La culture du contrôle joue aussi un rôle crucial. La culture administrative française est celle du contrôle a priori. En comparaison, les pays de droit coutumier ont plus la culture de l'obligation de rendre des comptes (accountability ), avec une grande liberté ménagée aux acteurs, mais aussi des moyens d'investigation importants pour s'assurer du respect des règles au fil de l'eau. Par rapport à notre culture du contrôle a priori, un système de contrôle a posteriori enserre moins les acteurs dans des règles corporatistes et ménage plus de place à la preuve par les faits. On dit souvent que le droit américain est moins contraignant pour les entreprises. On oublie, ce faisant, qu'en cas de prédation ou de dommages infligés à des individus, les personnes ayant un grief peuvent se rassembler dans des actions collectives (class actions) et demander une indemnisation collective d'un montant très élevé. L'effet de dissuasion joue à plein : sans y être obligées par des règles énoncées a priori, les entreprises sont incitées à ne pas porter atteinte aux intérêts de leurs parties prenantes.

Une troisième raison de la compétitivité américaine dans le domaine juridique est le système fédéral.

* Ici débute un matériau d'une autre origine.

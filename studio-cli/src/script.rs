//! Scripted design sessions.
//!
//! A script is a JSON object with a `commands` list. Each command mirrors
//! one host interaction (adding an element, dragging a palette item, a
//! pointer event, ...) and is replayed in order against a [`Composition`].

use std::path::{Path, PathBuf};

use serde::{Deserialize, Serialize};
use studio_core::{
    BackgroundSettings, ButtonPatch, ButtonSize, ButtonStyle, CanvasRect, ClientPoint,
    Composition, DragPhase, ElementDraft, ElementId, ElementPatch, GarmentPart, LayerId,
    ModelSettingsPatch, PaintTarget, PaletteItem, PathStyle, PenSettings, PointerEvent, Position,
    StudioError, SubTool,
};
use thiserror::Error;

use crate::StudioConfig;

/// Errors that can occur while loading or replaying a script.
#[derive(Debug, Error)]
pub enum ScriptError {
    /// The script file could not be read.
    #[error("failed to read script {}: {source}", path.display())]
    Io {
        /// Script path.
        path: PathBuf,
        /// Underlying I/O error.
        source: std::io::Error,
    },
    /// The script is not valid JSON or names an unknown command.
    #[error("failed to parse script: {0}")]
    Json(#[from] serde_json::Error),
    /// A drop command did not carry a palette item.
    #[error("command {index}: drop requires an item")]
    MissingItem {
        /// Zero-based command index.
        index: usize,
    },
    /// The composition rejected a command.
    #[error("command {index} failed: {source}")]
    Command {
        /// Zero-based command index.
        index: usize,
        /// Error returned by the composition.
        source: StudioError,
    },
}

/// One replayable host interaction.
#[derive(Debug, Clone, PartialEq, Serialize, Deserialize)]
#[serde(tag = "op", rename_all = "snake_case")]
pub enum Command {
    /// Add an element to the active layer.
    AddElement {
        /// Element to add.
        element: ElementDraft,
    },
    /// Merge fields into an element.
    UpdateElement {
        /// Target element.
        id: ElementId,
        /// Fields to change.
        patch: ElementPatch,
    },
    /// Move an element.
    MoveElement {
        /// Target element.
        id: ElementId,
        /// New percent position.
        position: Position,
    },
    /// Rotate an element.
    RotateElement {
        /// Target element.
        id: ElementId,
        /// Rotation in degrees.
        degrees: f32,
    },
    /// Rescale an element.
    ScaleElement {
        /// Target element.
        id: ElementId,
        /// Scale multiplier.
        scale: f32,
    },
    /// Drag an element by a pointer delta.
    DragElementBy {
        /// Target element.
        id: ElementId,
        /// Horizontal delta in client pixels.
        dx: f32,
        /// Vertical delta in client pixels.
        dy: f32,
    },
    /// Rotate an element by the angle swept around its center.
    RotateElementBy {
        /// Target element.
        id: ElementId,
        /// Element center in client pixels.
        center: ClientPoint,
        /// Pointer before the move.
        from: ClientPoint,
        /// Pointer after the move.
        to: ClientPoint,
    },
    /// Resize an element by a resize-handle delta.
    ResizeElementBy {
        /// Target element.
        id: ElementId,
        /// Horizontal delta in client pixels.
        dx: f32,
        /// Vertical delta in client pixels.
        dy: f32,
    },
    /// Set or clear the pattern of one garment part.
    SetPartPattern {
        /// Target element.
        id: ElementId,
        /// Garment part.
        part: GarmentPart,
        /// Pattern reference; `null` clears.
        #[serde(default)]
        pattern: Option<String>,
        /// Whether the pattern is an upload rather than a library pattern.
        #[serde(default)]
        uploaded: bool,
    },
    /// Delete an element.
    DeleteElement {
        /// Target element.
        id: ElementId,
    },
    /// Select an element, or clear the selection.
    Select {
        /// Element to select; `null` clears.
        #[serde(default)]
        id: Option<ElementId>,
    },
    /// Append a layer.
    AddLayer,
    /// Delete a layer.
    DeleteLayer {
        /// Target layer.
        id: LayerId,
    },
    /// Choose the active layer.
    SetActiveLayer {
        /// Target layer.
        id: LayerId,
    },
    /// Show or hide a layer.
    SetLayerVisibility {
        /// Target layer.
        id: LayerId,
        /// Visibility flag.
        visible: bool,
    },
    /// Lock or unlock a layer.
    SetLayerLocked {
        /// Target layer.
        id: LayerId,
        /// Lock flag.
        locked: bool,
    },
    /// Rename a layer.
    RenameLayer {
        /// Target layer.
        id: LayerId,
        /// New name.
        name: String,
    },
    /// Report new canvas geometry.
    SetCanvasRect {
        /// Bounding box, `null` while unmounted.
        #[serde(default)]
        rect: Option<CanvasRect>,
    },
    /// Change the zoom level.
    SetZoom {
        /// Zoom in percent.
        zoom: f32,
    },
    /// A palette drag event over the canvas.
    Drag {
        /// Drag phase.
        phase: DragPhase,
        /// Pointer X in client pixels.
        #[serde(default)]
        x: f32,
        /// Pointer Y in client pixels.
        #[serde(default)]
        y: f32,
        /// Dragged item; required for drops.
        #[serde(default)]
        item: Option<PaletteItem>,
    },
    /// Switch the active sub-tool.
    SetTool {
        /// New tool.
        tool: SubTool,
    },
    /// A pointer event over the canvas.
    Pointer {
        /// The event.
        event: PointerEvent,
    },
    /// Commit the pen-tool path being drawn.
    FinishPath {
        /// Close the shape when it has three or more anchors.
        #[serde(default)]
        closed: bool,
    },
    /// Paint the smallest vector shape under a point.
    FillArea {
        /// Pointer X in client pixels.
        x: f32,
        /// Pointer Y in client pixels.
        y: f32,
        /// Paint color.
        color: String,
        /// Fill or outline.
        #[serde(default)]
        target: PaintTarget,
    },
    /// Change the style of new vector paths.
    SetPathStyle {
        /// New style.
        style: PathStyle,
    },
    /// Change the pen.
    SetPen {
        /// New color.
        #[serde(default)]
        color: Option<String>,
        /// New size.
        #[serde(default)]
        size: Option<f32>,
    },
    /// Add a default button at the canvas center.
    AddButton {
        /// Button shape.
        style: ButtonStyle,
        /// Button size.
        size: ButtonSize,
    },
    /// Merge fields into a button.
    UpdateButton {
        /// Target button.
        id: String,
        /// Fields to change.
        patch: ButtonPatch,
    },
    /// Delete a button.
    DeleteButton {
        /// Target button.
        id: String,
    },
    /// Select a button, or clear the selection.
    SelectButton {
        /// Button to select; `null` clears.
        #[serde(default)]
        id: Option<String>,
    },
    /// Merge fields into the 3D model settings.
    UpdateModel {
        /// Fields to change.
        patch: ModelSettingsPatch,
    },
    /// Recolor one garment part.
    SetPartColor {
        /// Part to recolor.
        part: GarmentPart,
        /// New color.
        color: String,
    },
    /// Replace the canvas background.
    SetBackground {
        /// New background.
        background: BackgroundSettings,
    },
}

/// An ordered list of commands.
#[derive(Debug, Clone, Default, PartialEq, Serialize, Deserialize)]
pub struct Script {
    /// Commands, replayed in order.
    pub commands: Vec<Command>,
}

impl Script {
    /// Parse a script from JSON.
    ///
    /// # Errors
    ///
    /// Returns [`ScriptError::Json`] if the text is not a valid script.
    pub fn from_json(json: &str) -> Result<Self, ScriptError> {
        Ok(serde_json::from_str(json)?)
    }

    /// Load a script from a file.
    ///
    /// # Errors
    ///
    /// Returns [`ScriptError::Io`] if the file cannot be read and
    /// [`ScriptError::Json`] if it is not a valid script.
    pub fn from_path(path: &Path) -> Result<Self, ScriptError> {
        let json = std::fs::read_to_string(path).map_err(|source| ScriptError::Io {
            path: path.to_path_buf(),
            source,
        })?;
        Self::from_json(&json)
    }
}

/// Build the composition described by `config` and replay `script` on it.
///
/// Replay stops at the first failing command.
///
/// # Errors
///
/// Returns [`ScriptError::Command`] when the composition rejects a command
/// and [`ScriptError::MissingItem`] for a drop without an item.
pub fn replay(config: &StudioConfig, script: &Script) -> Result<Composition, ScriptError> {
    let mut composition = Composition::with_pen(PenSettings {
        color: config.pen_color.clone(),
        size: config.pen_size,
    });
    composition.set_canvas_rect(Some(CanvasRect::new(
        0.0,
        0.0,
        config.canvas_width,
        config.canvas_height,
    )));
    composition.set_zoom(config.zoom);

    for (index, command) in script.commands.iter().enumerate() {
        tracing::debug!(index, ?command, "Replaying command");
        apply(&mut composition, index, command.clone())?;
    }

    tracing::info!(
        commands = script.commands.len(),
        elements = composition.elements().len(),
        layers = composition.layers().len(),
        "Script replayed"
    );
    Ok(composition)
}

#[allow(clippy::too_many_lines)]
fn apply(composition: &mut Composition, index: usize, command: Command) -> Result<(), ScriptError> {
    let failed = |source| ScriptError::Command { index, source };

    match command {
        Command::AddElement { element } => {
            composition.add_element(element).map_err(failed)?;
        }
        Command::UpdateElement { id, patch } => {
            composition.update_element(&id, patch).map_err(failed)?;
        }
        Command::MoveElement { id, position } => {
            composition.move_element(&id, position).map_err(failed)?;
        }
        Command::RotateElement { id, degrees } => {
            composition.rotate_element(&id, degrees).map_err(failed)?;
        }
        Command::ScaleElement { id, scale } => {
            composition.scale_element(&id, scale).map_err(failed)?;
        }
        Command::DragElementBy { id, dx, dy } => {
            composition
                .drag_element_by(&id, ClientPoint::new(dx, dy))
                .map_err(failed)?;
        }
        Command::RotateElementBy { id, center, from, to } => {
            composition
                .rotate_element_by(&id, center, from, to)
                .map_err(failed)?;
        }
        Command::ResizeElementBy { id, dx, dy } => {
            composition
                .resize_element_by(&id, ClientPoint::new(dx, dy))
                .map_err(failed)?;
        }
        Command::SetPartPattern {
            id,
            part,
            pattern,
            uploaded,
        } => {
            let result = if uploaded {
                composition.set_element_part_upload(&id, part, pattern)
            } else {
                composition.set_element_part_pattern(&id, part, pattern)
            };
            if !result.map_err(failed)? {
                return Err(failed(StudioError::ElementNotFound(id.to_string())));
            }
        }
        Command::DeleteElement { id } => {
            composition.delete_element(&id).map_err(failed)?;
        }
        Command::Select { id } => {
            if !composition.select_element(id.as_ref()) {
                if let Some(id) = id {
                    return Err(failed(StudioError::ElementNotFound(id.to_string())));
                }
            }
        }
        Command::AddLayer => {
            composition.add_layer();
        }
        Command::DeleteLayer { id } => composition.delete_layer(&id).map_err(failed)?,
        Command::SetActiveLayer { id } => composition.set_active_layer(&id).map_err(failed)?,
        Command::SetLayerVisibility { id, visible } => {
            if !composition.set_layer_visibility(&id, visible) {
                return Err(failed(StudioError::LayerNotFound(id.to_string())));
            }
        }
        Command::SetLayerLocked { id, locked } => {
            if !composition.set_layer_locked(&id, locked) {
                return Err(failed(StudioError::LayerNotFound(id.to_string())));
            }
        }
        Command::RenameLayer { id, name } => {
            if !composition.rename_layer(&id, name) {
                return Err(failed(StudioError::LayerNotFound(id.to_string())));
            }
        }
        Command::SetCanvasRect { rect } => composition.set_canvas_rect(rect),
        Command::SetZoom { zoom } => composition.set_zoom(zoom),
        Command::Drag { phase, x, y, item } => {
            let pointer = ClientPoint::new(x, y);
            match phase {
                DragPhase::Hover => {
                    composition.hover_drag(pointer);
                }
                DragPhase::Drop => {
                    let item = item.ok_or(ScriptError::MissingItem { index })?;
                    if composition
                        .drop_item(&item, pointer)
                        .map_err(failed)?
                        .is_none()
                    {
                        tracing::warn!(index, "Canvas not measured, drop ignored");
                    }
                }
                DragPhase::Leave => composition.cancel_drag(),
            }
        }
        Command::SetTool { tool } => composition.set_tool(tool),
        Command::Pointer { event } => {
            composition.handle_pointer(event);
        }
        Command::FinishPath { closed } => {
            if composition.finish_vector_path(closed).is_none() {
                tracing::warn!(index, "No vector path in progress");
            }
        }
        Command::FillArea {
            x,
            y,
            color,
            target,
        } => {
            if composition
                .fill_vector_area(ClientPoint::new(x, y), &color, target)
                .map_err(failed)?
                .is_none()
            {
                tracing::warn!(index, x, y, "No closed shape under the point");
            }
        }
        Command::SetPathStyle { style } => composition.set_path_style(style),
        Command::SetPen { color, size } => {
            if let Some(color) = color {
                composition.set_pen_color(color);
            }
            if let Some(size) = size {
                composition.set_pen_size(size);
            }
        }
        Command::AddButton { style, size } => {
            composition.buttons_mut().add_at_center(style, size);
        }
        Command::UpdateButton { id, patch } => {
            if !composition.buttons_mut().update(&id, patch) {
                tracing::warn!(index, %id, "Unknown button");
            }
        }
        Command::DeleteButton { id } => composition.buttons_mut().delete(&id),
        Command::SelectButton { id } => composition.buttons_mut().select(id.as_deref()),
        Command::UpdateModel { patch } => composition.model_mut().update(patch),
        Command::SetPartColor { part, color } => {
            composition.model_mut().set_part_color(part, color);
        }
        Command::SetBackground { background } => composition.set_background(background),
    }
    Ok(())
}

L'État fédéral est compétent pour fixer des règles s'appliquant à la vie économique dans tous les domaines où des activités commerciales peuvent être opérées d'un État à l'autre. Mais les États fédérés ont des marges de manœuvre considérables dans l'adoption de normes locales plus ou moins favorables à l'innovation. Cela permet à certains d'entre eux d'être pionniers : grâce à un cadre juridique d'avant-garde, ils attirent les entrepreneurs qui vont pouvoir expérimenter de nouveaux modèles d'affaires à petite échelle et prouver leur viabilité en attendant que le droit devienne plus accueillant sur le reste du territoire américain. Deux exemples récents sont le Nevada, premier État (rejoint depuis par la Californie) à avoir autorisé la circulation des voitures sans chauffeur, et le Colorado, qui a autorisé par référendum il y a deux ans le développement des entreprises commercialisant le cannabis à des fins récréatives.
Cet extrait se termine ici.